SECTION 3.06. No Undisclosed Liabilities. There are no Liabilities of
the Company which would be required to be reflected on a balance sheet, or the
notes thereto,
837579.1
12
prepared in accordance with generally accepted accounting principles, other than
Liabilities (i) reflected or reserved against on the Company Balance Sheet, (ii)
disclosed in Section 3.06 of the Disclosure Schedule or (iii) incurred since the
date of the Company Balance Sheet in the ordinary course of the business,
consistent with the past practices, of the Company and which are not reasonably
likely, individually or in the aggregate, to have a Material Adverse Effect.
SECTION 3.07. Conduct of the Business. Since December 31, 1998, except
as contemplated by, or disclosed pursuant to, this Agreement or disclosed in any
SEC Report filed after December 31, 1998, the Company has conducted the Business
only in the ordinary course and in a manner consistent with past practices.
SECTION 3.08. Litigation. Except as disclosed in Section 3.08 of the
Disclosure Schedule or as disclosed in the SEC Reports filed prior to the date
of this Agreement, there are no Actions by or against the Company or any
Affiliate thereof (and relating to the Business or the Company), or affecting
any of the assets of the Company, pending before any Governmental Authority or,
to the knowledge of the Company threatened to be brought by or before any
Governmental Authority. Except as disclosed in Section 3.08 of the Disclosure
Schedule, neither the Company nor any of the assets of the Company is subject to
any Governmental Order (nor, to the knowledge of the Company, are there any such
Governmental Orders threatened to be imposed by any Governmental Authority)
which has or has had, individually or in the aggregate, a Material Adverse
Effect.
SECTION 3.09. Compliance with Laws. Except as disclosed in Section 3.09
of the Disclosure Schedule, the Company is not in default or violation of any
Law or Governmental Order (including, but not limited to, those of the Food and
Drug Administration (the "FDA") or any nongovernmental self-regulatory agency
and including environmental laws or regulations), except for such defaults or
violations that would not, individually or in the aggregate, have a Material
Adverse Effect. The Company has timely filed or otherwise provided all
registrations, reports, data, and other information and applications with
respect to its medical device, pharmaceutical, consumer, health care and other
governmentally regulated products (the "Regulated Products") required to be
filed with or otherwise provided to the FDA or any Governmental Authority with
jurisdiction over the manufacture, use or sale of the Regulated Products, and
all regulatory licenses or approvals in respect thereof are in full force and
effect, except where the failure to file timely such registrations, reports,
data, information and applications or the failure to have such licenses and
approvals in full force and effect would not, individually or in the aggregate,
have a Material Adverse Effect.
SECTION 3.10. Material Contracts. (a) Except as set forth in Section
3.10(a) of the Disclosure Schedule, other than as filed as Exhibits to the SEC
Reports, there are no contracts, agreements, leases, licenses or commitments to
which the Company is a party that are material to the Company ("Material
Contracts").
837579.1
13
(b) Except as disclosed in Section 3.10(b) of the Disclosure Schedule,
each Material Contract is valid and binding on the Company and is in full force
and effect. The Company is not in material breach of, or default under, any
Material Contract.
(c) Except as disclosed in Section 3.10(c) of the Disclosure Schedule,
to the knowledge of the Company, no other party to any Material Contract is in
breach thereof or default thereunder.
SECTION 3.11. Intellectual Property. (a) Section 3.11(a) of the
Disclosure Schedule sets forth a true and complete list of all (i) material
patents and patent applications and other material Intellectual Property, in
each case owned by the Company ("Owned Intellectual Property"), and (ii)

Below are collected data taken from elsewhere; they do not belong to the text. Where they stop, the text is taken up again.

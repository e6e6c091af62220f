use chrono::{DateTime, Utc};
use serde::{Deserialize, Deserializer, Serialize};

/// One image attached to a property listing
#[derive(Debug, Clone, Serialize, Deserialize, PartialEq)]
pub struct PropertyImage {
    pub id: u64,
    pub image: String,
    #[serde(default)]
    pub thumbnail: Option<String>,
}

/// Listing category, referenced by properties
#[derive(Debug, Clone, Serialize, Deserialize, PartialEq)]
pub struct Category {
    pub id: u64,
    pub slug: String,
    pub name: String,
}

/// Core property data model, owned by the remote API
#[derive(Debug, Clone, Serialize, Deserialize, PartialEq)]
pub struct Property {
    pub id: u64,
    pub slug: String,
    pub title: String,
    #[serde(default)]
    pub description: String,
    #[serde(deserialize_with = "decimal_from_str_or_number")]
    pub price: f64,
    pub category: Category,
    #[serde(default)]
    pub city: String,
    #[serde(default)]
    pub state: String,
    #[serde(default)]
    pub country: String,
    #[serde(default)]
    pub images: Vec<PropertyImage>,
    #[serde(default)]
    pub primary_image: Option<PropertyImage>,
    pub created_at: DateTime<Utc>,
}

impl Property {
    /// "city, state, country" with empty parts skipped
    pub fn location_line(&self) -> String {
        [&self.city, &self.state, &self.country]
            .iter()
            .filter(|part| !part.trim().is_empty())
            .map(|part| part.as_str())
            .collect::<Vec<_>>()
            .join(", ")
    }

    /// Thumbnail used on listing cards and admin tables
    pub fn card_thumbnail(&self) -> Option<&str> {
        self.primary_image
            .as_ref()
            .and_then(|img| img.thumbnail.as_deref().or(Some(img.image.as_str())))
    }
}

/// Contact details shown on detail pages and editable from the admin console
#[derive(Debug, Clone, Serialize, Deserialize, PartialEq)]
pub struct ContactInfo {
    pub id: u64,
    pub phone_number: String,
    pub email: String,
    pub whatsapp_number: String,
}

/// Paginated list response: `{count, next, previous, results}`
#[derive(Debug, Clone, Serialize, Deserialize, PartialEq)]
pub struct Page<T> {
    pub count: u64,
    pub next: Option<String>,
    pub previous: Option<String>,
    pub results: Vec<T>,
}

impl<T> Page<T> {
    pub fn has_next(&self) -> bool {
        self.next.is_some()
    }

    pub fn has_previous(&self) -> bool {
        self.previous.is_some()
    }
}

impl<T> Default for Page<T> {
    fn default() -> Self {
        Self {
            count: 0,
            next: None,
            previous: None,
            results: Vec::new(),
        }
    }
}

/// Tokens returned by the login endpoint
#[derive(Debug, Clone, Serialize, Deserialize, PartialEq)]
pub struct TokenPair {
    pub access: String,
    pub refresh: String,
}

/// Refresh endpoint response; `refresh` is absent when the backend does not rotate
#[derive(Debug, Clone, Deserialize)]
pub struct RefreshedTokens {
    pub access: String,
    #[serde(default)]
    pub refresh: Option<String>,
}

/// Anything the admin panels keep in a local list
pub trait Identified {
    fn id(&self) -> u64;
}

impl Identified for Property {
    fn id(&self) -> u64 {
        self.id
    }
}

impl Identified for Category {
    fn id(&self) -> u64 {
        self.id
    }
}

/// The API serializes decimals as strings ("250000.00"); accept numbers too
fn decimal_from_str_or_number<'de, D>(deserializer: D) -> Result<f64, D::Error>
where
    D: Deserializer<'de>,
{
    #[derive(Deserialize)]
    #[serde(untagged)]
    enum Decimal {
        Number(f64),
        Text(String),
    }

    match Decimal::deserialize(deserializer)? {
        Decimal::Number(n) => Ok(n),
        Decimal::Text(s) => s.trim().parse().map_err(serde::de::Error::custom),
    }
}


#[cfg(test)]
mod tests {
    use super::*;
    use serde_json::json;

    #[test]
    fn test_property_accepts_string_price() {
        let property: Property = serde_json::from_value(json!({
            "id": 7,
            "slug": "sea-view-7",
            "title": "Sea view",
            "description": "Two bedrooms",
            "price": "420000.50",
            "category": {"id": 2, "slug": "villa", "name": "Villa"},
            "city": "Porto",
            "state": "",
            "country": "Portugal",
            "images": [{"id": 1, "image": "/media/a.jpg", "thumbnail": "/media/a_t.jpg"}],
            "primary_image": {"id": 1, "image": "/media/a.jpg", "thumbnail": "/media/a_t.jpg"},
            "created_at": "2024-03-05T12:00:00Z"
        }))
        .unwrap();

        assert_eq!(property.price, 420000.5);
        assert_eq!(property.location_line(), "Porto, Portugal");
        assert_eq!(property.card_thumbnail(), Some("/media/a_t.jpg"));
    }

    #[test]
    fn test_page_flags() {
        let page: Page<Category> = serde_json::from_value(json!({
            "count": 30,
            "next": "http://api/categories/?page=2",
            "previous": null,
            "results": []
        }))
        .unwrap();

        assert!(page.has_next());
        assert!(!page.has_previous());
    }
}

licenses of Intellectual Property to the Company or by the Company to a third
party, in each case that are material to the Business ("Licensed Intellectual
Property"), other than (A) any end-user operating system obtained with the
purchase or license of equipment and (B) any end-user application software, in
each case, that is commonly available.
(b) The Company is the exclusive owner of the entire and unencumbered
right, title and interest in and to each item of Owned Intellectual Property.
(c) The Owned Intellectual Property of the Company is subsisting and
has not been adjudged invalid or unenforceable in whole or part.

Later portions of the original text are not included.